Some £241m earmarked for cancelling out UK carbon emissions by 2050 was handed back to the Treasury in the last financial year by the business department, papers show. It is understood the money had been linked to the green homes grant scheme, set up to boost the energy efficiency of homes.

Labour said the investment could have helped tackle the rise in household bills that have helped drive the cost of living to a 30-year high.

Shadow climate change secretary Ed Miliband said: “As energy bills rocket for working people, the government should be investing to help cut energy bills by insulating homes, and driving forward the green energy sprint to homegrown clean power.

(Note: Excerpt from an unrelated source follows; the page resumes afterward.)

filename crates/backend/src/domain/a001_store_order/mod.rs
pub mod repository;
pub mod service;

“The government’s disastrous underinvestment is holding this country back, costing us jobs in the new clean industries of the future, and keeping household bills high,” Mr Miliband said, adding that the government’s “incompetence in delivery means that they are failing to use resources that could be providing the real support that families need now”.

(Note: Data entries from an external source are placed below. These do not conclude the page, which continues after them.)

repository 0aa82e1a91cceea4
use leptos::prelude::*;

pub fn icon(name: &str) -> AnyView {
    match name {
        "orders" => view! {
            <svg width="20" height="20" viewBox="0 0 24 24" fill="none" stroke="currentColor" stroke-width="2" stroke-linecap="round" stroke-linejoin="round" aria-hidden="true">
                <path d="M21 15V5a2 2 0 0 0-2-2H7l-4 4v8a2 2 0 0 0 2 2h6"/>
                <path d="M3 7h4V3"/>
                <path d="M16 21l2-2 4 4"/>
                <path d="M22 19a3 3 0 1 0-6 0 3 3 0 0 0 6 0z"/>
            </svg>
        }.into_any(),
        "refresh" => view! {
            <svg width="16" height="16" viewBox="0 0 24 24" fill="none" stroke="currentColor" stroke-width="2" stroke-linecap="round" stroke-linejoin="round" aria-hidden="true">
                <polyline points="23 4 23 10 17 10"/>
                <polyline points="1 20 1 14 7 14"/>
                <path d="M3.51 9a9 9 0 0 1 14.85-3.36L23 10M1 14l4.64 4.36A9 9 0 0 0 20.49 15"/>
            </svg>
        }.into_any(),
        "check" => view! {
            <svg width="16" height="16" viewBox="0 0 24 24" fill="none" stroke="currentColor" stroke-width="2" stroke-linecap="round" stroke-linejoin="round" aria-hidden="true">
                <polyline points="20 6 9 17 4 12"/>
            </svg>
        }.into_any(),
        "chevron-left" => view! {
            <svg width="16" height="16" viewBox="0 0 24 24" fill="none" stroke="currentColor" stroke-width="2" stroke-linecap="round" stroke-linejoin="round" aria-hidden="true">
                <polyline points="15 18 9 12 15 6"/>
            </svg>
        }.into_any(),
        "chevron-right" => view! {
            <svg width="16" height="16" viewBox="0 0 24 24" fill="none" stroke="currentColor" stroke-width="2" stroke-linecap="round" stroke-linejoin="round" aria-hidden="true">
                <polyline points="9 18 15 12 9 6"/>
            </svg>
        }.into_any(),
        "chevrons-left" => view! {
            <svg width="16" height="16" viewBox="0 0 24 24" fill="none" stroke="currentColor" stroke-width="2" stroke-linecap="round" stroke-linejoin="round" aria-hidden="true">
                <polyline points="11 17 6 12 11 7"/>
                <polyline points="18 17 13 12 18 7"/>
            </svg>
        }.into_any(),
        "chevrons-right" => view! {
            <svg width="16" height="16" viewBox="0 0 24 24" fill="none" stroke="currentColor" stroke-width="2" stroke-linecap="round" stroke-linejoin="round" aria-hidden="true">
                <polyline points="13 17 18 12 13 7"/>
                <polyline points="6 17 11 12 6 7"/>
            </svg>
        }.into_any(),
        _ => view! {
            <svg width="20" height="20" viewBox="0 0 24 24" fill="none" stroke="currentColor" stroke-width="2" stroke-linecap="round" stroke-linejoin="round" aria-hidden="true">
                <circle cx="12" cy="12" r="10"/>
                <path d="M12 8v4l3 3"/>
            </svg>
        }.into_any(),
    }
}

As hosts of the Cop26 climate summit last year, the government urged other nations to commit more money to transition to low carbon economies. But there have been questions about the UK’s own bid to account for public spending to reach net zero.

In March, MPs on the Public Accounts Committee warned that the government had “no clear plan for how the transition to net zero will be funded”, with vague performance measures and a lack of overall budget. The Treasury has since said it would lay out a plan in autumn, but a source warned: “There’s a huge challenge in working out how to clearly account for net zero within Whitehall and developed economies.”

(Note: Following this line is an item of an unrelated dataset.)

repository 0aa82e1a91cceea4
pub mod middleware;
pub mod tracing;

The business department had to surrender some of its net zero budget to the Treasury after it failed to spend it
The business department had to surrender some of its net zero budget to the Treasury after it failed to spend it (Getty/The Independent)

The green homes grant, a key part of the prime minister’s drive to “build back better”, struggled with pressures of Covid-19 lockdowns and a shortage of trained builders and technicians to carry out improvements.

The government has also placed significant weight on the private sector’s role in delivering its net zero strategy, which was unveiled last year, but experts in government accounting are concerned that this was short on information about when tranches of money would be spent, and in which areas.

“We’ve seen various scenarios for delivering net zero ambitions, but what we haven’t seen is a clear, detailed view from the government on what it will be spending, and what will be coming from the private sector, and when,” said Jill Rutter, a senior fellow at the Institute for Government think tank.

It is understood that the £241m that went unspent will not automatically be rolled over into this year’s budget, though officials told The Independent that it was unlikely to mean a smaller allocation in years to come.

A business department spokesperson said: “We are committed to meeting our legally binding target of net zero emissions by 2050 and are backing that with £26bn of investment in delivering our net zero strategy. This, along with the British Energy Security Strategy, means we will leverage an unprecedented £100bn of private investment by 2030.”